Entrepreneurial intention (EI) is an important predictor of entrepreneurial endeavors (Krueger & Dickson, 1994). A general assumption underlying the existing theories of EI (Krueger et al., 2000; Ajzen, 1991) is that EI stems mostly from one’s internal assessment of him- or herself (e.g., entrepreneurial self-efficacy). The internal focus of the existing theories thus leaves unclear the role the external environment plays in shaping EI. To better understand the environmental influence on EI, we draw on fit theory (Kristof, 1996; Kristof-Brown et al., 2005) to propose the construct of perceived person-entrepreneurship fit (PPEF), the compatibility between personal attributes and the entrepreneurial environment perceived by the person.

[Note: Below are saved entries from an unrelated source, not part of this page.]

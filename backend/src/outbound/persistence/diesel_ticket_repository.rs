//! PostgreSQL-backed `TicketRepository` implementation using Diesel ORM.
//!
//! Transitions and edits are single conditional statements:
//! `UPDATE tickets SET … WHERE id = $1 AND status = $2 RETURNING *`. When no
//! row comes back, a follow-up read tells a missing ticket apart from one
//! whose status moved on.

use async_trait::async_trait;
use diesel::prelude::*;
use diesel_async::{AsyncPgConnection, RunQueryDsl};
use uuid::Uuid;

use crate::domain::lifecycle::{
    TicketChange, TicketOrder, TicketQuery, TicketRevision, TicketTransition, Visibility,
};
use crate::domain::ports::{TicketPersistenceError, TicketRepository};
use crate::domain::{
    Department, DeviceId, Location, Priority, Remarks, Ticket, TicketDescription, TicketDraft,
    TicketId, TicketStatus, TicketTitle, UserId,
};

use super::diesel_basic_error_mapping::{map_basic_diesel_error, map_basic_pool_error};
use super::models::{NewTicketRow, TicketDetailsUpdate, TicketRow};
use super::pool::{DbPool, PoolError};
use super::schema::tickets;

/// Diesel-backed implementation of the ticket repository port.
#[derive(Clone)]
pub struct DieselTicketRepository {
    pool: DbPool,
}

impl DieselTicketRepository {
    /// Create a new repository with the given connection pool.
    pub fn new(pool: DbPool) -> Self {
        Self { pool }
    }
}

fn map_pool_error(error: PoolError) -> TicketPersistenceError {
    map_basic_pool_error(error, TicketPersistenceError::connection)
}

fn map_diesel_error(error: diesel::result::Error) -> TicketPersistenceError {
    map_basic_diesel_error(
        error,
        TicketPersistenceError::query,
        TicketPersistenceError::connection,
    )
}

fn invalid_row(id: Uuid, err: impl std::fmt::Display) -> TicketPersistenceError {
    TicketPersistenceError::query(format!("invalid ticket row {id}: {err}"))
}

/// Convert a database row into a ticket, enforcing the status invariants.
fn row_to_ticket(row: TicketRow) -> Result<Ticket, TicketPersistenceError> {
    let TicketRow {
        id,
        title,
        description,
        department,
        location,
        device_id,
        priority,
        status,
        coordinator_id,
        technician_id,
        created_at,
        updated_at,
        assigned_at,
        resolved_at,
        remarks,
    } = row;
    let bad = |err: &dyn std::fmt::Display| invalid_row(id, err);

    Ticket::restore(TicketDraft {
        id: TicketId::from_uuid(id),
        title: TicketTitle::new(title).map_err(|err| bad(&err))?,
        description: TicketDescription::new(description).map_err(|err| bad(&err))?,
        department: department
            .parse::<Department>()
            .map_err(|err| bad(&err))?,
        location: Location::new(location).map_err(|err| bad(&err))?,
        device_id: DeviceId::new(device_id).map_err(|err| bad(&err))?,
        priority: priority.parse::<Priority>().map_err(|err| bad(&err))?,
        status: status.parse::<TicketStatus>().map_err(|err| bad(&err))?,
        coordinator_id: UserId::from_uuid(coordinator_id),
        technician_id: technician_id.map(UserId::from_uuid),
        created_at,
        updated_at,
        assigned_at,
        resolved_at,
        remarks: remarks
            .map(Remarks::new)
            .transpose()
            .map_err(|err| bad(&err))?,
    })
    .map_err(|err| bad(&err))
}

/// Explain why a conditional write matched no row.
async fn missed_write(
    conn: &mut AsyncPgConnection,
    id: TicketId,
    expected: TicketStatus,
) -> TicketPersistenceError {
    let current = tickets::table
        .filter(tickets::id.eq(id.as_uuid()))
        .select(tickets::status)
        .first::<String>(conn)
        .await
        .optional();
    match current {
        Ok(None) => TicketPersistenceError::not_found(id),
        Ok(Some(status)) => match status.parse::<TicketStatus>() {
            Ok(actual) => TicketPersistenceError::stale_status(id, expected, actual),
            Err(err) => invalid_row(*id.as_uuid(), err),
        },
        Err(err) => map_diesel_error(err),
    }
}

#[async_trait]
impl TicketRepository for DieselTicketRepository {
    async fn insert(&self, ticket: &Ticket) -> Result<(), TicketPersistenceError> {
        let mut conn = self.pool.get().await.map_err(map_pool_error)?;
        let row = NewTicketRow {
            id: *ticket.id().as_uuid(),
            title: ticket.title().as_ref(),
            description: ticket.description().as_ref(),
            department: ticket.department().code(),
            location: ticket.location().as_ref(),
            device_id: ticket.device_id().as_ref(),
            priority: ticket.priority().as_str(),
            status: ticket.status().as_str(),
            coordinator_id: *ticket.coordinator_id().as_uuid(),
            created_at: ticket.created_at(),
            updated_at: ticket.updated_at(),
        };

        diesel::insert_into(tickets::table)
            .values(&row)
            .execute(&mut conn)
            .await
            .map(|_| ())
            .map_err(map_diesel_error)
    }

    async fn find_by_id(&self, id: &TicketId) -> Result<Option<Ticket>, TicketPersistenceError> {
        let mut conn = self.pool.get().await.map_err(map_pool_error)?;
        let row = tickets::table
            .filter(tickets::id.eq(id.as_uuid()))
            .select(TicketRow::as_select())
            .first::<TicketRow>(&mut conn)
            .await
            .optional()
            .map_err(map_diesel_error)?;

        row.map(row_to_ticket).transpose()
    }

    async fn list(&self, query: &TicketQuery) -> Result<Vec<Ticket>, TicketPersistenceError> {
        let mut conn = self.pool.get().await.map_err(map_pool_error)?;
        let mut statement = tickets::table
            .select(TicketRow::as_select())
            .into_boxed();

        statement = match &query.visibility {
            Visibility::All => statement,
            Visibility::CoordinatedBy(id) => {
                statement.filter(tickets::coordinator_id.eq(*id.as_uuid()))
            }
            Visibility::AssignedTo(id) => {
                statement.filter(tickets::technician_id.eq(*id.as_uuid()))
            }
        };
        let filter = &query.filter;
        if let Some(status) = filter.status {
            statement = statement.filter(tickets::status.eq(status.as_str()));
        }
        if let Some(id) = &filter.technician_id {
            statement = statement.filter(tickets::technician_id.eq(*id.as_uuid()));
        }
        if let Some(id) = &filter.coordinator_id {
            statement = statement.filter(tickets::coordinator_id.eq(*id.as_uuid()));
        }
        if let Some(department) = filter.department {
            statement = statement.filter(tickets::department.eq(department.code()));
        }
        statement = match query.order {
            TicketOrder::RecentlyUpdated => {
                statement.order((tickets::updated_at.desc(), tickets::id.desc()))
            }
            TicketOrder::Unspecified => statement.order(tickets::created_at.asc()),
        };

        let rows: Vec<TicketRow> = statement
            .load(&mut conn)
            .await
            .map_err(map_diesel_error)?;
        rows.into_iter().map(row_to_ticket).collect()
    }

    async fn apply_transition(
        &self,
        transition: &TicketTransition,
    ) -> Result<Ticket, TicketPersistenceError> {
        let mut conn = self.pool.get().await.map_err(map_pool_error)?;
        let id = transition.ticket_id;
        let target = tickets::table.filter(
            tickets::id
                .eq(*id.as_uuid())
                .and(tickets::status.eq(transition.expected.as_str())),
        );
        let status = transition.change.next_status().as_str();
        let updated_at = transition.updated_at();

        let row = match &transition.change {
            TicketChange::Assigned {
                technician_id,
                assigned_at,
            } => {
                diesel::update(target)
                    .set((
                        tickets::status.eq(status),
                        tickets::technician_id.eq(Some(*technician_id.as_uuid())),
                        tickets::assigned_at.eq(Some(*assigned_at)),
                        tickets::updated_at.eq(updated_at),
                    ))
                    .returning(TicketRow::as_returning())
                    .get_result::<TicketRow>(&mut conn)
                    .await
            }
            TicketChange::Closed {
                resolved_at,
                remarks,
            } => {
                diesel::update(target)
                    .set((
                        tickets::status.eq(status),
                        tickets::resolved_at.eq(Some(*resolved_at)),
                        tickets::remarks.eq(remarks.clone().map(String::from)),
                        tickets::updated_at.eq(updated_at),
                    ))
                    .returning(TicketRow::as_returning())
                    .get_result::<TicketRow>(&mut conn)
                    .await
            }
        }
        .optional()
        .map_err(map_diesel_error)?;

        match row {
            Some(row) => row_to_ticket(row),
            None => Err(missed_write(&mut conn, id, transition.expected).await),
        }
    }

    async fn apply_revision(
        &self,
        revision: &TicketRevision,
    ) -> Result<Ticket, TicketPersistenceError> {
        let mut conn = self.pool.get().await.map_err(map_pool_error)?;
        let id = revision.ticket_id;
        let edit = &revision.edit;
        let update = TicketDetailsUpdate {
            title: edit.title.as_ref().map(AsRef::as_ref),
            description: edit.description.as_ref().map(AsRef::as_ref),
            department: edit.department.map(Department::code),
            location: edit.location.as_ref().map(AsRef::as_ref),
            device_id: edit.device_id.as_ref().map(AsRef::as_ref),
            priority: edit.priority.map(Priority::as_str),
            updated_at: revision.ticket.updated_at(),
        };

        let row = diesel::update(
            tickets::table.filter(
                tickets::id
                    .eq(*id.as_uuid())
                    .and(tickets::status.eq(revision.expected.as_str())),
            ),
        )
        .set(&update)
        .returning(TicketRow::as_returning())
        .get_result::<TicketRow>(&mut conn)
        .await
        .optional()
        .map_err(map_diesel_error)?;

        match row {
            Some(row) => row_to_ticket(row),
            None => Err(missed_write(&mut conn, id, revision.expected).await),
        }
    }
}
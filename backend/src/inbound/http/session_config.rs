//! Session cookie configuration read from the environment.
//!
//! | Variable | Values | Debug fallback | Release |
//! |---|---|---|---|
//! | `SESSION_KEY_FILE` | path | ephemeral key | file must hold >= 64 bytes |
//! | `SESSION_COOKIE_SECURE` | bool | `true` | required |
//! | `SESSION_SAMESITE` | `Strict`, `Lax`, `None` | `Lax` | required |
//! | `SESSION_ALLOW_EPHEMERAL` | bool | `false` | required, must be false |

pub mod fingerprint;

use std::path::PathBuf;

use actix_web::cookie::time::Duration;
use actix_web::cookie::{Key, SameSite};
use mockable::Env;
use tracing::{info, warn};
use zeroize::Zeroize;

use self::fingerprint::key_fingerprint;

pub(crate) const KEY_FILE_ENV: &str = "SESSION_KEY_FILE";
pub(crate) const COOKIE_SECURE_ENV: &str = "SESSION_COOKIE_SECURE";
pub(crate) const SAMESITE_ENV: &str = "SESSION_SAMESITE";
pub(crate) const ALLOW_EPHEMERAL_ENV: &str = "SESSION_ALLOW_EPHEMERAL";

const SESSION_KEY_DEFAULT_PATH: &str = "/var/run/secrets/session_key";
pub(crate) const SESSION_KEY_MIN_LEN: usize = 64;
const BOOL_EXPECTED: &str = "1|0|true|false|yes|no|y|n";
const SAMESITE_EXPECTED: &str = "Strict|Lax|None";

/// Lifetime of a persistent session cookie.
pub const SESSION_TTL: Duration = Duration::days(7);

/// Source of session variables.
///
/// Any [`mockable::Env`] qualifies, so production passes
/// [`mockable::DefaultEnv`] and tests pass a `MockEnv`.
pub trait SessionEnv {
    /// Value of `name`, when set.
    fn var(&self, name: &str) -> Option<String>;
}

impl<E: Env> SessionEnv for E {
    fn var(&self, name: &str) -> Option<String> {
        self.string(name)
    }
}

/// Build mode for session configuration validation.
#[derive(Clone, Copy, Debug, Eq, PartialEq)]
pub enum BuildMode {
    /// Missing or malformed toggles fall back with a warning.
    Debug,
    /// Every toggle must be set explicitly and valid.
    Release,
}

impl BuildMode {
    /// Mode matching the current `debug_assertions` setting.
    ///
    /// ```rust
    /// use helpdesk::inbound::http::session_config::BuildMode;
    ///
    /// let mode = BuildMode::from_debug_assertions();
    /// assert_eq!(mode == BuildMode::Debug, cfg!(debug_assertions));
    /// ```
    #[must_use]
    pub const fn from_debug_assertions() -> Self {
        if cfg!(debug_assertions) {
            Self::Debug
        } else {
            Self::Release
        }
    }

    /// Fall back to `fallback` in debug builds, fail with `error` otherwise.
    fn tolerate<T>(
        self,
        fallback: T,
        error: SessionConfigError,
    ) -> Result<T, SessionConfigError> {
        match self {
            Self::Debug => {
                warn!(%error, "session setting tolerated in debug build");
                Ok(fallback)
            }
            Self::Release => Err(error),
        }
    }
}

/// Session cookie settings resolved at startup.
pub struct SessionSettings {
    /// Signing and encryption key for cookie sessions.
    pub key: Key,
    /// Whether cookies carry the `Secure` attribute.
    pub cookie_secure: bool,
    /// `SameSite` policy for the session cookie.
    pub same_site: SameSite,
    /// Persistent cookie lifetime.
    pub ttl: Duration,
}

impl SessionSettings {
    /// Short hex fingerprint of the active key, safe to log.
    #[must_use]
    pub fn fingerprint(&self) -> String {
        key_fingerprint(&self.key)
    }
}

/// Errors raised while validating session configuration.
#[derive(thiserror::Error, Debug)]
pub enum SessionConfigError {
    /// A required variable is missing.
    #[error("missing required environment variable: {name}")]
    MissingEnv { name: &'static str },
    /// A variable is present but malformed.
    #[error("invalid value for {name}='{value}'; expected {expected}")]
    InvalidEnv {
        name: &'static str,
        value: String,
        expected: &'static str,
    },
    /// The key file could not be read.
    #[error("failed to read session key at {path}: {source}")]
    KeyRead {
        path: PathBuf,
        #[source]
        source: std::io::Error,
    },
    /// The key file holds fewer bytes than a release build accepts.
    #[error("session key at {path} too short: need >= {min_len} bytes, got {length}")]
    KeyTooShort {
        path: PathBuf,
        length: usize,
        min_len: usize,
    },
    /// `SameSite=None` without `Secure`.
    #[error("SESSION_SAMESITE=None requires SESSION_COOKIE_SECURE=1")]
    InsecureSameSiteNone,
    /// Ephemeral keys were requested in a release build.
    #[error("SESSION_ALLOW_EPHEMERAL must be 0 in release builds")]
    EphemeralNotAllowed,
}

/// Resolve session settings from `env` under the rules of `mode`.
///
/// # Examples
///
/// ```rust
/// use helpdesk::inbound::http::session_config::{BuildMode, session_settings_from_env};
/// use mockable::MockEnv;
///
/// # fn main() -> Result<(), Box<dyn std::error::Error>> {
/// let key_file = std::env::temp_dir().join("helpdesk_session_key_doctest");
/// std::fs::write(&key_file, vec![b'k'; 64])?;
/// let key_path = key_file.to_string_lossy().into_owned();
///
/// let mut env = MockEnv::new();
/// env.expect_string().returning(move |name| match name {
///     "SESSION_KEY_FILE" => Some(key_path.clone()),
///     "SESSION_COOKIE_SECURE" => Some("1".to_owned()),
///     "SESSION_SAMESITE" => Some("Strict".to_owned()),
///     "SESSION_ALLOW_EPHEMERAL" => Some("0".to_owned()),
///     _ => None,
/// });
///
/// let settings = session_settings_from_env(&env, BuildMode::Release)?;
/// assert!(settings.cookie_secure);
/// std::fs::remove_file(&key_file)?;
/// # Ok(())
/// # }
/// ```
pub fn session_settings_from_env<E: SessionEnv>(
    env: &E,
    mode: BuildMode,
) -> Result<SessionSettings, SessionConfigError> {
    let cookie_secure = bool_var(env, mode, COOKIE_SECURE_ENV, true)?;
    let same_site = same_site_var(env, mode, cookie_secure)?;
    let allow_ephemeral = bool_var(env, mode, ALLOW_EPHEMERAL_ENV, false)?;
    if allow_ephemeral && mode == BuildMode::Release {
        return Err(SessionConfigError::EphemeralNotAllowed);
    }
    let key = session_key(env, mode, allow_ephemeral)?;

    let settings = SessionSettings {
        key,
        cookie_secure,
        same_site,
        ttl: SESSION_TTL,
    };
    info!(
        fingerprint = %settings.fingerprint(),
        cookie_secure,
        same_site = ?same_site,
        "session settings resolved"
    );
    Ok(settings)
}

fn bool_var<E: SessionEnv>(
    env: &E,
    mode: BuildMode,
    name: &'static str,
    fallback: bool,
) -> Result<bool, SessionConfigError> {
    let Some(value) = env.var(name) else {
        return mode.tolerate(fallback, SessionConfigError::MissingEnv { name });
    };
    match parse_bool(&value) {
        Some(flag) => Ok(flag),
        None => mode.tolerate(
            fallback,
            SessionConfigError::InvalidEnv {
                name,
                value,
                expected: BOOL_EXPECTED,
            },
        ),
    }
}

fn same_site_var<E: SessionEnv>(
    env: &E,
    mode: BuildMode,
    cookie_secure: bool,
) -> Result<SameSite, SessionConfigError> {
    let fallback = match mode {
        BuildMode::Debug => SameSite::Lax,
        BuildMode::Release => SameSite::Strict,
    };
    let Some(value) = env.var(SAMESITE_ENV) else {
        return mode.tolerate(
            fallback,
            SessionConfigError::MissingEnv { name: SAMESITE_ENV },
        );
    };
    match value.to_ascii_lowercase().as_str() {
        "lax" => Ok(SameSite::Lax),
        "strict" => Ok(SameSite::Strict),
        "none" if cookie_secure => Ok(SameSite::None),
        "none" => mode.tolerate(SameSite::None, SessionConfigError::InsecureSameSiteNone),
        _ => mode.tolerate(
            fallback,
            SessionConfigError::InvalidEnv {
                name: SAMESITE_ENV,
                value,
                expected: SAMESITE_EXPECTED,
            },
        ),
    }
}

fn session_key<E: SessionEnv>(
    env: &E,
    mode: BuildMode,
    allow_ephemeral: bool,
) -> Result<Key, SessionConfigError> {
    let path = PathBuf::from(
        env.var(KEY_FILE_ENV)
            .unwrap_or_else(|| SESSION_KEY_DEFAULT_PATH.to_owned()),
    );

    match std::fs::read(&path) {
        Ok(mut bytes) => {
            let length = bytes.len();
            let key = (length >= SESSION_KEY_MIN_LEN).then(|| Key::derive_from(&bytes));
            bytes.zeroize();
            match key {
                Some(key) => Ok(key),
                None => mode.tolerate(
                    Key::generate(),
                    SessionConfigError::KeyTooShort {
                        path,
                        length,
                        min_len: SESSION_KEY_MIN_LEN,
                    },
                ),
            }
        }
        Err(source) if mode == BuildMode::Debug || allow_ephemeral => {
            warn!(
                path = %path.display(),
                error = %source,
                "using temporary session key (dev only)"
            );
            Ok(Key::generate())
        }
        Err(source) => Err(SessionConfigError::KeyRead { path, source }),
    }
}

fn parse_bool(value: &str) -> Option<bool> {
    match value.to_ascii_lowercase().as_str() {
        "1" | "true" | "yes" | "y" => Some(true),
        "0" | "false" | "no" | "n" => Some(false),
        _ => None,
    }
}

Specifically, we argue that PPEF is a more proximal predictor of EI in that PPEF mediates the relationships of EI with entrepreneurial self-efficacy (ESE), entrepreneurial attitude (EA), age, and gender.
Hsu, Dan K.; Leung, Aegean; and Hong, Michelle
"REVISITING THE THEORY OF PLANNED BEHAVIOR: THE ROLE OF PERCEIVED PERSON-ENTREPRENEURSHIP FIT (SUMMARY),"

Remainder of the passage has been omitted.